The distribution and role of tumor‐infiltrating leucocytes in glioblastoma (GBM) remain largely unknown. Here, we investigated the cellular composition of 55 primary (adult) GBM samples by flow cytometry and correlated the tumor immune profile with patient features at diagnosis and outcome. GBM single‐cell suspensions were stained at diagnosis (n = 44) and recurrence following radiotherapy and chemotherapy (n = 11) with a panel of 8‐color monoclonal antibody combinations for the identification and enumeration of (GFAP⁺CD45⁻) tumor and normal astrocytic cells, infiltrating myeloid cells —i.e. microglial and blood‐derived tumor‐associated macrophages (TAM), M1‐like, and M2‐like TAM, neutrophils. and myeloid‐derived suppressor cells (MDSC)— and tumor‐infiltrating lymphocytes (TIL) —i.e.

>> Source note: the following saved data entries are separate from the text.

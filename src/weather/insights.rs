// ABOUTME: Alert classification and batch aggregation over weather snapshots
// ABOUTME: Computes per-city alert severity and the global insights summary
//
// SPDX-License-Identifier: MIT OR Apache-2.0
// Copyright (c) 2025 Pierre Fitness Intelligence

//! Pure analysis over snapshots. Nothing here performs I/O.

use super::models::{
    AlertSeverity, CityExtreme, GlobalInsights, WeatherAlert, WeatherCondition, WeatherSnapshot,
};
use crate::constants::weather::{
    COLD_SEVERE_C, COLD_WARNING_C, HEAT_SEVERE_C, HEAT_WARNING_C, PRECIP_ADVISORY_MM,
    PRECIP_SEVERE_MM, PRECIP_WARNING_MM, WIND_ADVISORY_KMH, WIND_SEVERE_KMH, WIND_WARNING_KMH,
};
use chrono::{DateTime, Utc};

/// Classify a snapshot against the alert thresholds
#[must_use]
pub fn assess_alert(snapshot: &WeatherSnapshot) -> WeatherAlert {
    let mut reasons = Vec::new();
    let mut severity = AlertSeverity::None;
    let mut raise = |level: AlertSeverity, reason: String| {
        severity = severity.max(level);
        reasons.push(reason);
    };

    match snapshot.temperature {
        t if t >= HEAT_SEVERE_C => {
            raise(AlertSeverity::Severe, format!("Extreme heat at {t}°C"));
        }
        t if t >= HEAT_WARNING_C => {
            raise(AlertSeverity::Warning, format!("High heat at {t}°C"));
        }
        t if t <= COLD_SEVERE_C => {
            raise(AlertSeverity::Severe, format!("Extreme cold at {t}°C"));
        }
        t if t <= COLD_WARNING_C => {
            raise(AlertSeverity::Warning, format!("Severe cold at {t}°C"));
        }
        _ => {}
    }

    match snapshot.wind_speed {
        w if w >= WIND_SEVERE_KMH => {
            raise(AlertSeverity::Severe, format!("Storm-force wind at {w} km/h"));
        }
        w if w >= WIND_WARNING_KMH => {
            raise(AlertSeverity::Warning, format!("Gale-force wind at {w} km/h"));
        }
        w if w >= WIND_ADVISORY_KMH => {
            raise(AlertSeverity::Advisory, format!("Strong wind at {w} km/h"));
        }
        _ => {}
    }

    match snapshot.precipitation {
        p if p >= PRECIP_SEVERE_MM => raise(
            AlertSeverity::Severe,
            format!("Flooding risk from {p}mm precipitation"),
        ),
        p if p >= PRECIP_WARNING_MM => {
            raise(AlertSeverity::Warning, format!("Heavy precipitation of {p}mm"));
        }
        p if p >= PRECIP_ADVISORY_MM => raise(
            AlertSeverity::Advisory,
            format!("Significant precipitation of {p}mm"),
        ),
        _ => {}
    }

    match snapshot.condition() {
        Some(WeatherCondition::Thunderstorm) => {
            raise(AlertSeverity::Warning, "Thunderstorm activity".to_owned());
        }
        Some(
            condition @ (WeatherCondition::HeavyRain
            | WeatherCondition::Snow
            | WeatherCondition::Sleet),
        ) => {
            raise(AlertSeverity::Advisory, format!("{condition} reported"));
        }
        _ => {}
    }

    WeatherAlert {
        city: snapshot.location.clone(),
        severity,
        reasons,
        snapshot: snapshot.clone(),
    }
}

/// Aggregate a batch into [`GlobalInsights`]
///
/// An empty batch yields zero counts, a zero average and no extremes.
/// Ties on temperature keep the earliest snapshot in batch order.
#[must_use]
pub fn compute_global_insights(
    snapshots: &[WeatherSnapshot],
    generated_at: DateTime<Utc>,
) -> GlobalInsights {
    let total = snapshots.len();
    let average_temperature = if total == 0 {
        0.0
    } else {
        let sum: f64 = snapshots.iter().map(|s| s.temperature).sum();
        round_one_decimal(sum / total as f64)
    };

    let cities_with_alerts = snapshots
        .iter()
        .filter(|s| assess_alert(s).severity.is_alert())
        .count();

    let mut coolest: Option<&WeatherSnapshot> = None;
    let mut warmest: Option<&WeatherSnapshot> = None;
    for snapshot in snapshots {
        if coolest.is_none_or(|c| snapshot.temperature < c.temperature) {
            coolest = Some(snapshot);
        }
        if warmest.is_none_or(|w| snapshot.temperature > w.temperature) {
            warmest = Some(snapshot);
        }
    }

    GlobalInsights {
        total_cities_monitored: total,
        average_temperature,
        cities_with_alerts,
        coolest_city: coolest.map(to_extreme),
        warmest_city: warmest.map(to_extreme),
        generated_at,
    }
}

fn to_extreme(snapshot: &WeatherSnapshot) -> CityExtreme {
    CityExtreme {
        name: snapshot.location.clone(),
        temperature: snapshot.temperature,
    }
}

fn round_one_decimal(value: f64) -> f64 {
    (value * 10.0).round() / 10.0
}
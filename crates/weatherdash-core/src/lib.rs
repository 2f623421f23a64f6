// ABOUTME: Core types and constants for the weatherdash backend
// ABOUTME: Foundation crate with error handling and domain constants
//
// SPDX-License-Identifier: MIT OR Apache-2.0
// Copyright (c) 2025 Pierre Fitness Intelligence

#![deny(unsafe_code)]

//! # Weatherdash Core
//!
//! Foundation crate shared by the weatherdash server. It changes rarely, which
//! keeps incremental builds of the server crate fast.
//!
//! ## Modules
//!
//! - **errors**: Unified error handling with `AppError` and `ErrorCode`
//! - **constants**: Polling cadences, cache sizing, LLM and alert constants

/// Unified error handling system with standard error codes and HTTP responses
pub mod errors;

/// Application constants organized by domain
pub mod constants;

CD3⁺T‐cells and their TCD4⁺, TCD8⁺, TCD4⁻CD8⁻, and (CD25⁺CD127^lo) regulatory (T‐regs) subsets, (CD19⁺CD20⁺) B‐cells, and (CD16⁺) NK‐cells—. Overall, GBM samples consisted of a major population (mean ± 1SD) of tumor and normal astrocytic cells (73% ± 16%) together with a significant but variable fraction of immune cells (24% ± 18%). Within myeloid cells, TAM predominated (13% ± 12%) including both microglial cells (10% ± 11%) and blood‐derived macrophages (3% ± 5%), in addition to a smaller proportion of neutrophils (5% ± 9%) and MDSC (4% ± 8%). Lymphocytes were less represented and mostly included TCD4⁺ (0.5% ± 0.7%) and TCD8⁺ cells (0.6% ± 0.7%), together with lower numbers of TCD4⁻CD8⁻ T‐cells (0.2% ± 0.4%), T‐regs (0.1% ± 0.2%), B‐lymphocytes (0.1% ± 0.2%) and NK‐cells (0.05% ± 0.05%). Overall, three distinct immune profiles were identified: cases with a minor fraction of leucocytes, tumors with a predominance of TAM and neutrophils, and cases with mixed infiltration by TAM, neutrophils, and T‐lymphocytes. Untreated GBM patients with mixed myeloid and lymphoid immune infiltrates showed a significantly shorter patient overall survival versus the other two groups, in the absence of gains of the EGFR gene (p = 0.02). Here we show that immune cell infiltrates are systematically present in GBM, with highly variable levels and immune profiles. Patients with mixed myeloid and T‐lymphoid infiltrates showed a worse outcome.

中文翻译：

---

原发性人胶质母细胞瘤中的肿瘤细胞和免疫细胞特征：对患者预后的影响

肿瘤浸润白细胞在胶质母细胞瘤（GBM）中的分布和作用仍然很大程度上未知。在这里，我们通过流式细胞术研究了 55 个原发性（成人）GBM 样本的细胞组成，并将肿瘤免疫特征与诊断和结果时的患者特征相关联。GBM 单细胞悬浮液在诊断时 (n = 44) 以及放疗和化疗后复发 (n = 11) 时使用一组 8 色单克隆抗体组合进行染色，用于识别和计数 (GFAP + ^CD45 − ⁾肿瘤和正常肿瘤星形胶质细胞、浸润性骨髓细胞，即小胶质细胞和血液来源的肿瘤相关巨噬细胞 (TAM)、M1 样和 M2 样 TAM、中性粒细胞。和骨髓源性抑制细胞 (MDSC) - 和肿瘤浸润淋巴细胞 (TIL) - 即 CD3 ⁺ T 细胞及其 TCD4 ⁺、 TCD8 ⁺、 TCD4 ^- CD8 ^-和 (CD25 ⁺ CD127 ^lo ) 调节性 (T-regs) ) 亚群、(CD19 ⁺ CD20 ⁺ ) B 细胞和 (CD16 ⁺ ) NK 细胞—。总体而言，GBM 样本由肿瘤和正常星形胶质细胞 (73% ± 16%) 的主要群体（平均值 ± 1SD）以及显着但可变的免疫细胞 (24% ± 18%) 组成。在骨髓细胞中，TAM 占主导地位 (13% ± 12%)，包括小胶质细胞 (10% ± 11%) 和血源性巨噬细胞 (3% ± 5%)，此外还有较小比例的中性粒细胞 (5% ± 9%)。 %) 和 MDSC (4% ± 8%)。淋巴细胞较少，主要包括 TCD4 ⁺ (0.5% ± 0.7%) 和 TCD8 ⁺细胞 (0.6% ± 0.7%)，以及较少数量的 TCD4 ^– CD8 ^– T 细胞 (0.2% ± 0.4%)、T- reg (0.1% ± 0.2%)、B 淋巴细胞 (0.1% ± 0.2%) 和 NK 细胞 (0.05% ± 0.05%)。总体而言，确定了三种不同的免疫特征：具有少量白细胞的病例，以 TAM 和中性粒细胞为主的肿瘤，以及 TAM、中性粒细胞和 T 淋巴细胞混合浸润的病例。在没有EGFR基因增益的情况下，未经治疗的具有混合骨髓和淋巴免疫浸润的 GBM 患者与其他两组相比，患者总生存期显着缩短( p  = 0.02)。在这里，我们表明免疫细胞浸润系统地存在于 GBM 中，其水平和免疫特征存在很大差异。混合性骨髓和 T 淋巴浸润的患者表现出更差的结果。